Japanese-bred Thoroughbred racehorse

Suzuka Mambo (April 28, 2001 – February 20, 2015) was a Thoroughbred racehorse and grade I stakes winner. He was sired by Sunday Silence, and out of the Kingmambo daughter Spring Mambo.

==Background==
Suzuka Mambo was foaled on April 28, 2001, at Japan's Grand Stud. He was sired by 1989 Kentucky Derby winner Sunday Silence, and out of Spring Mambo, a daughter of Kingmambo; he was a dark bay stallion with a white blaze, white stockings on his right front and left rear legs, and a partial coronet marking on his left foreleg.

==Racing career==
===2003: 2 year old season===
Suzuka Mambo debuted in Sapporo on August 17, 2003, finishing fourth, but he won his next race on August 31. He ran ninth in his next attempt, the GIII Sapporo Nisai Stakes, but then won the Hagi Stakes at Kyoto Racecourse on November 1. The last race of his two-year season was the GI Asahi Hai Futurity Stakes where he finished 13th in a field of 16 horses.

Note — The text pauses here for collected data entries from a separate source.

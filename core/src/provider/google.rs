//! Google Identity Adapter
//!
//! Concrete [`IdentityProvider`] wrapping the hosted Google Identity
//! Services client. The adapter tracks the client lifecycle (loaded,
//! configured, auto-select) behind a mutex so the session store and the
//! sign-in surface can share one instance, and it is the single place a
//! completed sign-in enters the application: [`GoogleIdentity::submit_credential`]
//! plays the role of the widget's credential callback.

use parking_lot::Mutex;

use async_trait::async_trait;
use tokio::sync::mpsc;

use super::traits::{
    ButtonOptions, ButtonSlot, CredentialResponse, IdentityProvider, ProviderConfig, ProviderError,
};

#[derive(Default)]
struct ClientState {
    loaded: bool,
    client_id: Option<String>,
    credentials: Option<mpsc::Sender<CredentialResponse>>,
    auto_select: bool,
}

/// Adapter over the Google Identity Services client.
#[derive(Default)]
pub struct GoogleIdentity {
    state: Mutex<ClientState>,
}

impl GoogleIdentity {
    /// Create an adapter with the client library not yet loaded.
    #[must_use]
    pub fn new() -> Self {
        Self::default()
    }

    /// Deliver a signed credential from the rendered widget.
    ///
    /// Forwards the credential verbatim over the channel registered during
    /// `initialize`. A credential arriving before initialization is dropped
    /// (the widget cannot appear before the client is configured, so this
    /// only happens in misuse) and logged.
    pub fn submit_credential(&self, credential: String) {
        let state = self.state.lock();
        match &state.credentials {
            Some(tx) => {
                let response = CredentialResponse {
                    credential,
                    select_by: "user".to_string(),
                };
                if let Err(error) = tx.try_send(response) {
                    tracing::warn!(%error, "Dropped credential: delivery channel unavailable");
                }
            }
            None => {
                tracing::debug!("Dropped credential submitted before initialization");
            }
        }
    }

    /// Whether the client would auto-select the previous account on the
    /// next sign-in.
    #[must_use]
    pub fn auto_select_enabled(&self) -> bool {
        self.state.lock().auto_select
    }
}

#[async_trait]
impl IdentityProvider for GoogleIdentity {
    async fn load(&self) -> Result<(), ProviderError> {
        let mut state = self.state.lock();
        if state.loaded {
            return Ok(());
        }
        state.loaded = true;
        state.auto_select = true;
        tracing::debug!("Identity client loaded");
        Ok(())
    }

    fn is_loaded(&self) -> bool {
        self.state.lock().loaded
    }

    fn initialize(
        &self,
        config: ProviderConfig,
        credentials: mpsc::Sender<CredentialResponse>,
    ) -> Result<(), ProviderError> {
        let mut state = self.state.lock();
        if !state.loaded {
            return Err(ProviderError::NotLoaded);
        }
        state.client_id = Some(config.client_id);
        state.credentials = Some(credentials);
        tracing::debug!("Identity client initialized");
        Ok(())
    }

    fn render_button(
        &self,
        slot: &mut ButtonSlot,
        options: &ButtonOptions,
    ) -> Result<(), ProviderError> {
        let state = self.state.lock();
        if !state.loaded {
            return Err(ProviderError::NotLoaded);
        }
        if state.client_id.is_none() {
            return Err(ProviderError::NotInitialized);
        }
        slot.place(button_label(options));
        Ok(())
    }

    fn disable_auto_select(&self) {
        let mut state = self.state.lock();
        if !state.loaded {
            // Library gone already; nothing to disable
            return;
        }
        state.auto_select = false;
        tracing::debug!("Identity auto-select disabled");
    }

    fn unload(&self) {
        let mut state = self.state.lock();
        state.loaded = false;
        state.client_id = None;
        state.credentials = None;
        tracing::debug!("Identity client unloaded");
    }
}

/// Build the widget affordance for the given options.
fn button_label(options: &ButtonOptions) -> String {
    let text = match options.text.as_str() {
        "signup_with" => "Sign up with Google",
        "continue_with" => "Continue with Google",
        _ => "Sign in with Google",
    };
    match options.shape.as_str() {
        "pill" | "circle" => format!("(  {text}  )"),
        _ => format!("[  {text}  ]"),
    }
}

===2004: 3 year old season===
In 2004, Suzuka Mambo ran eight races with widely varying outcomes. His first race of the year was the Keisei Cup in January, where he finished 4th. He then ran second at the Wakaba Stakes in March, with a time of 2:00.2. But in April he took a step back, finishing 17th of 18 horses in the Satsuki Sho, also known as the "Japanese 2000 Guineas." Suzuka Mambo would not have been eligible for the Tokyo Yushun (Japanese Derby) due to insufficient winning prize money, so his connections chose the GII Kyoto Shimbun Hai for his next run, where he finished second behind Heart's Cry and thus was able to get into the derby. In Tokyo for the May 30 race, he was not popular, ranking 15th, but finished a respectable fifth out of 18 horses. After a break of three months, Suzuka Mambo's next race was the GIII Asahi Challenge Cup at Hanshin Racecourse on September 11, 2004, where he was the favorite and won his only race of the year. The race was 2000 m and his time was 2:00.1. However, in his next effort, the Kikuka Sho (or "Japanese St. Leger") on October 24, he finished sixth. Suzuka Mambo went on to close out his year with the GIII Naruo Kinen. Although he was the favorite, he finished second.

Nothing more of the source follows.